Non c’era modo di evitarlo. Il concerto di Parigi mi sembrava un bel modo. Anche la mostra che hanno preparato… era molto bella, più di tante altre che ho visto. C’erano cose che non ricordavo esistessero, è stato intrigante.
Cosa ti ha colpito di più?
Alcuni video. Abbiamo invitato Jonas Mekas e altra gente di New York: ci sono riprese di Lou, mie, di Sterling, di Moe… un sacco di materiale: foto, video, testi, cose assolutamente inedite. Credo sia la migliore mostra mai fatta sui Velvet Underground. C’è tutto, dalla rivoluzione culturale al cinema. Non sono sicuro di poterla portare con me agli altri concerti, speriamo di si.
Hai rivisto alcuni arrangiamenti per il concerto di Parigi, è stato difficile?
Beh, diciamo che ho chiamato un po’ di pazzi a suonare con me. Heroin è stata davvero un’impresa, ma ce l’abbiamo fatta. Non so se sono andato troppo oltre: chi va a un concerto del genere si aspetta una riproduzione fedele dell’album…
Beh, i Velvet Underground hanno sempre sperimentato
Si, ma sono combattuto: vorrei sperimentare ma anche rendere felici le persone che vengono a sentirci.

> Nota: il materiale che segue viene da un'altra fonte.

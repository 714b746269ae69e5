// End-to-end tests over real sockets: bind an ephemeral port, run the
// server on a background thread, and speak HTTP/1.1 to it with plain
// TcpStreams.

use std::collections::HashMap;
use std::io::{Read, Write};
use std::net::TcpStream;
use std::path::Path;
use std::thread;
use std::time::Duration;

use ember::config::Config;
use ember::server::{Server, ServerHandle};

struct TestServer {
    handle: ServerHandle,
    port: u16,
    join: Option<thread::JoinHandle<()>>,
}

impl TestServer {
    fn start(root: &Path, tweak: impl FnOnce(&mut Config)) -> Self {
        let mut config = Config {
            host: "127.0.0.1".to_string(),
            port: 0,
            doc_root: root.to_path_buf(),
            workers: 2,
            ..Config::default()
        };
        tweak(&mut config);

        let server = Server::bind(config).expect("bind");
        let port = server.local_port();
        let handle = server.handle();
        let join = thread::spawn(move || {
            server.run().expect("run");
        });
        Self {
            handle,
            port,
            join: Some(join),
        }
    }

    fn connect(&self) -> TcpStream {
        let stream = TcpStream::connect(("127.0.0.1", self.port)).expect("connect");
        stream
            .set_read_timeout(Some(Duration::from_secs(5)))
            .unwrap();
        stream
    }
}

impl Drop for TestServer {
    fn drop(&mut self) {
        self.handle.shutdown();
        if let Some(join) = self.join.take() {
            let _ = join.join();
        }
    }
}

fn find_subslice(haystack: &[u8], needle: &[u8]) -> Option<usize> {
    haystack.windows(needle.len()).position(|w| w == needle)
}

/// Read one framed response: headers to the blank line, then exactly
/// Content-Length body bytes.
fn read_response(stream: &mut TcpStream) -> (String, HashMap<String, String>, Vec<u8>) {
    let mut buf = Vec::new();
    let mut tmp = [0u8; 1024];

    let header_end = loop {
        if let Some(pos) = find_subslice(&buf, b"\r\n\r\n") {
            break pos;
        }
        let n = stream.read(&mut tmp).expect("read headers");
        assert!(n > 0, "connection closed before headers completed");
        buf.extend_from_slice(&tmp[..n]);
    };

    let head = String::from_utf8(buf[..header_end].to_vec()).unwrap();
    let mut lines = head.split("\r\n");
    let status_line = lines.next().unwrap().to_string();
    let mut headers = HashMap::new();
    for line in lines {
        if let Some((name, value)) = line.split_once(':') {
            headers.insert(name.trim().to_ascii_lowercase(), value.trim().to_string());
        }
    }

    let content_length: usize = headers
        .get("content-length")
        .map(|v| v.parse().unwrap())
        .unwrap_or(0);

    let mut body = buf[header_end + 4..].to_vec();
    while body.len() < content_length {
        let n = stream.read(&mut tmp).expect("read body");
        assert!(n > 0, "connection closed mid-body");
        body.extend_from_slice(&tmp[..n]);
    }
    body.truncate(content_length);

    (status_line, headers, body)
}

fn expect_eof(stream: &mut TcpStream) {
    let mut tmp = [0u8; 64];
    match stream.read(&mut tmp) {
        Ok(0) => {}
        Ok(n) => panic!("expected close, got {} more bytes", n),
        Err(_) => {} // reset also counts as closed
    }
}

#[test]
fn serves_a_static_file() {
    let dir = tempfile::tempdir().unwrap();
    std::fs::write(dir.path().join("page.html"), b"<h1>hello</h1>").unwrap();
    let server = TestServer::start(dir.path(), |_| {});

    let mut stream = server.connect();
    stream
        .write_all(b"GET /page.html HTTP/1.1\r\nHost: t\r\nConnection: close\r\n\r\n")
        .unwrap();

    let (status, headers, body) = read_response(&mut stream);
    assert_eq!(status, "HTTP/1.1 200 OK");
    assert_eq!(headers.get("content-type").unwrap(), "text/html");
    assert_eq!(headers.get("content-length").unwrap(), "14");
    assert_eq!(headers.get("connection").unwrap(), "close");
    assert!(headers.contains_key("date"));
    assert_eq!(body, b"<h1>hello</h1>");
    expect_eof(&mut stream);
}

#[test]
fn root_path_serves_index() {
    let dir = tempfile::tempdir().unwrap();
    std::fs::write(dir.path().join("index.html"), b"home").unwrap();
    let server = TestServer::start(dir.path(), |_| {});

    let mut stream = server.connect();
    stream
        .write_all(b"GET / HTTP/1.1\r\nHost: t\r\n\r\n")
        .unwrap();
    let (status, _, body) = read_response(&mut stream);
    assert_eq!(status, "HTTP/1.1 200 OK");
    assert_eq!(body, b"home");
}

#[test]
fn missing_file_is_404_with_exact_content_length() {
    let dir = tempfile::tempdir().unwrap();
    let server = TestServer::start(dir.path(), |_| {});

    let mut stream = server.connect();
    stream
        .write_all(b"GET /nope.html HTTP/1.1\r\nHost: t\r\n\r\n")
        .unwrap();
    let (status, headers, body) = read_response(&mut stream);
    assert_eq!(status, "HTTP/1.1 404 Not Found");
    assert_eq!(
        headers.get("content-length").unwrap().parse::<usize>().unwrap(),
        body.len()
    );
}

#[test]
fn path_traversal_is_rejected() {
    let dir = tempfile::tempdir().unwrap();
    std::fs::write(dir.path().join("ok.txt"), b"fine").unwrap();
    let server = TestServer::start(dir.path(), |_| {});

    let mut stream = server.connect();
    stream
        .write_all(b"GET /../etc/passwd HTTP/1.1\r\nHost: t\r\n\r\n")
        .unwrap();
    let (status, _, body) = read_response(&mut stream);
    assert_eq!(status, "HTTP/1.1 400 Bad Request");
    assert!(!body.windows(5).any(|w| w == b"root:"));
}

#[test]
fn unsupported_method_gets_400_and_close() {
    let dir = tempfile::tempdir().unwrap();
    let server = TestServer::start(dir.path(), |_| {});

    let mut stream = server.connect();
    stream
        .write_all(b"BREW /pot HTTP/1.1\r\nHost: t\r\nConnection: keep-alive\r\n\r\n")
        .unwrap();
    let (status, headers, _) = read_response(&mut stream);
    assert_eq!(status, "HTTP/1.1 400 Bad Request");
    // Error responses force keep-alive off.
    assert_eq!(headers.get("connection").unwrap(), "close");
    expect_eof(&mut stream);
}

#[test]
fn head_returns_headers_only() {
    let dir = tempfile::tempdir().unwrap();
    std::fs::write(dir.path().join("data.bin"), vec![0u8; 4096]).unwrap();
    let server = TestServer::start(dir.path(), |_| {});

    let mut stream = server.connect();
    stream
        .write_all(b"HEAD /data.bin HTTP/1.1\r\nHost: t\r\nConnection: close\r\n\r\n")
        .unwrap();

    let mut raw = Vec::new();
    stream.read_to_end(&mut raw).unwrap();
    let text = String::from_utf8_lossy(&raw);
    assert!(text.starts_with("HTTP/1.1 200 OK\r\n"));
    assert!(text.contains("Content-Length: 4096\r\n"));
    // Headers only: the stream ends right after the blank line.
    assert!(text.ends_with("\r\n\r\n"));
}

#[test]
fn post_consumes_body_then_serves_target() {
    let dir = tempfile::tempdir().unwrap();
    std::fs::write(dir.path().join("form.html"), b"<form/>").unwrap();
    let server = TestServer::start(dir.path(), |_| {});

    let mut stream = server.connect();
    stream
        .write_all(
            b"POST /form.html HTTP/1.1\r\nHost: t\r\nContent-Length: 7\r\nConnection: close\r\n\r\nname=ab",
        )
        .unwrap();
    let (status, _, body) = read_response(&mut stream);
    assert_eq!(status, "HTTP/1.1 200 OK");
    assert_eq!(body, b"<form/>");
}

#[test]
fn keep_alive_serves_two_requests_then_closes() {
    let dir = tempfile::tempdir().unwrap();
    std::fs::write(dir.path().join("a.txt"), b"first").unwrap();
    std::fs::write(dir.path().join("b.txt"), b"second!").unwrap();
    let server = TestServer::start(dir.path(), |_| {});

    let mut stream = server.connect();
    // Both requests in a single segment: the second must be answered from
    // bytes already drained, with no further readiness event.
    stream
        .write_all(
            b"GET /a.txt HTTP/1.1\r\nHost: t\r\nConnection: keep-alive\r\n\r\n\
              GET /b.txt HTTP/1.1\r\nHost: t\r\nConnection: close\r\n\r\n",
        )
        .unwrap();

    let (status1, headers1, body1) = read_response(&mut stream);
    assert_eq!(status1, "HTTP/1.1 200 OK");
    assert_eq!(headers1.get("connection").unwrap(), "keep-alive");
    assert_eq!(body1, b"first");

    let (status2, headers2, body2) = read_response(&mut stream);
    assert_eq!(status2, "HTTP/1.1 200 OK");
    assert_eq!(headers2.get("connection").unwrap(), "close");
    assert_eq!(body2, b"second!");

    expect_eof(&mut stream);
}

#[test]
fn keep_alive_with_separated_requests() {
    let dir = tempfile::tempdir().unwrap();
    std::fs::write(dir.path().join("x.txt"), b"xx").unwrap();
    let server = TestServer::start(dir.path(), |_| {});

    let mut stream = server.connect();
    stream
        .write_all(b"GET /x.txt HTTP/1.1\r\nHost: t\r\nConnection: keep-alive\r\n\r\n")
        .unwrap();
    let (status, _, body) = read_response(&mut stream);
    assert_eq!(status, "HTTP/1.1 200 OK");
    assert_eq!(body, b"xx");

    // Second request arrives much later on the same socket.
    thread::sleep(Duration::from_millis(50));
    stream
        .write_all(b"GET /x.txt HTTP/1.1\r\nHost: t\r\nConnection: close\r\n\r\n")
        .unwrap();
    let (status, _, body) = read_response(&mut stream);
    assert_eq!(status, "HTTP/1.1 200 OK");
    assert_eq!(body, b"xx");
    expect_eof(&mut stream);
}

#[test]
fn request_split_at_byte_boundaries_still_parses() {
    let dir = tempfile::tempdir().unwrap();
    std::fs::write(dir.path().join("s.txt"), b"split").unwrap();
    let server = TestServer::start(dir.path(), |_| {});

    let mut stream = server.connect();
    let req = b"GET /s.txt HTTP/1.1\r\nHost: t\r\nConnection: close\r\n\r\n";
    for chunk in req.chunks(3) {
        stream.write_all(chunk).unwrap();
        stream.flush().unwrap();
        thread::sleep(Duration::from_millis(2));
    }

    let (status, _, body) = read_response(&mut stream);
    assert_eq!(status, "HTTP/1.1 200 OK");
    assert_eq!(body, b"split");
}

#[test]
fn oversized_request_line_gets_400_not_a_hang() {
    let dir = tempfile::tempdir().unwrap();
    let server = TestServer::start(dir.path(), |c| c.read_buf_size = 1024);

    let mut stream = server.connect();
    let mut req = Vec::from(&b"GET /"[..]);
    req.extend(std::iter::repeat(b'a').take(4096));
    req.extend_from_slice(b" HTTP/1.1\r\n\r\n");
    stream.write_all(&req).unwrap();

    let (status, _, _) = read_response(&mut stream);
    assert_eq!(status, "HTTP/1.1 400 Bad Request");
    expect_eof(&mut stream);
}

#[test]
fn connections_beyond_the_table_are_rejected() {
    let dir = tempfile::tempdir().unwrap();
    std::fs::write(dir.path().join("a.txt"), b"ok").unwrap();
    let server = TestServer::start(dir.path(), |c| c.max_connections = 1);

    // First connection claims the only slot; a request proves it is live.
    let mut first = server.connect();
    first
        .write_all(b"GET /a.txt HTTP/1.1\r\nHost: t\r\nConnection: keep-alive\r\n\r\n")
        .unwrap();
    let (status, _, _) = read_response(&mut first);
    assert_eq!(status, "HTTP/1.1 200 OK");

    // Second connection is accepted at the TCP level, then closed by
    // admission control without any response.
    let mut second = server.connect();
    expect_eof(&mut second);

    // The first connection is unaffected.
    first
        .write_all(b"GET /a.txt HTTP/1.1\r\nHost: t\r\nConnection: close\r\n\r\n")
        .unwrap();
    let (status, _, _) = read_response(&mut first);
    assert_eq!(status, "HTTP/1.1 200 OK");
}

#[test]
fn idle_connections_are_evicted_when_enabled() {
    let dir = tempfile::tempdir().unwrap();
    let server = TestServer::start(dir.path(), |c| c.idle_timeout_secs = 1);

    let mut stream = server.connect();
    // Never send a request; the sweep should close the socket.
    let started = std::time::Instant::now();
    expect_eof(&mut stream);
    assert!(started.elapsed() >= Duration::from_secs(1));
}

#[test]
fn unknown_extension_defaults_to_octet_stream() {
    let dir = tempfile::tempdir().unwrap();
    std::fs::write(dir.path().join("blob.xyz"), b"\x00\x01\x02").unwrap();
    let server = TestServer::start(dir.path(), |_| {});

    let mut stream = server.connect();
    stream
        .write_all(b"GET /blob.xyz HTTP/1.1\r\nHost: t\r\nConnection: close\r\n\r\n")
        .unwrap();
    let (status, headers, body) = read_response(&mut stream);
    assert_eq!(status, "HTTP/1.1 200 OK");
    assert_eq!(headers.get("content-type").unwrap(), "application/octet-stream");
    assert_eq!(body, b"\x00\x01\x02");
}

Certo, potrei fare cose nuove per sempre, all’infinito.
Hai lavorato a lungo al concerto di Parigi, hai trovato qualcosa di nuovo nelle canzoni?
È stato grandioso suonare con Pete Doherty, è riuscito a far rinascere il caos di quella musica. È stato come un viaggio nel tempo, la gente inciampava sul palco. Davvero un grande concerto, ci siamo divertiti molto.
Il concerto di Parigi ti ha ricordato quelli con i Velvet?
Si, ma suonava meglio. C’era tutta l’energia dei vecchi tempi: ci siamo davvero lasciati andare.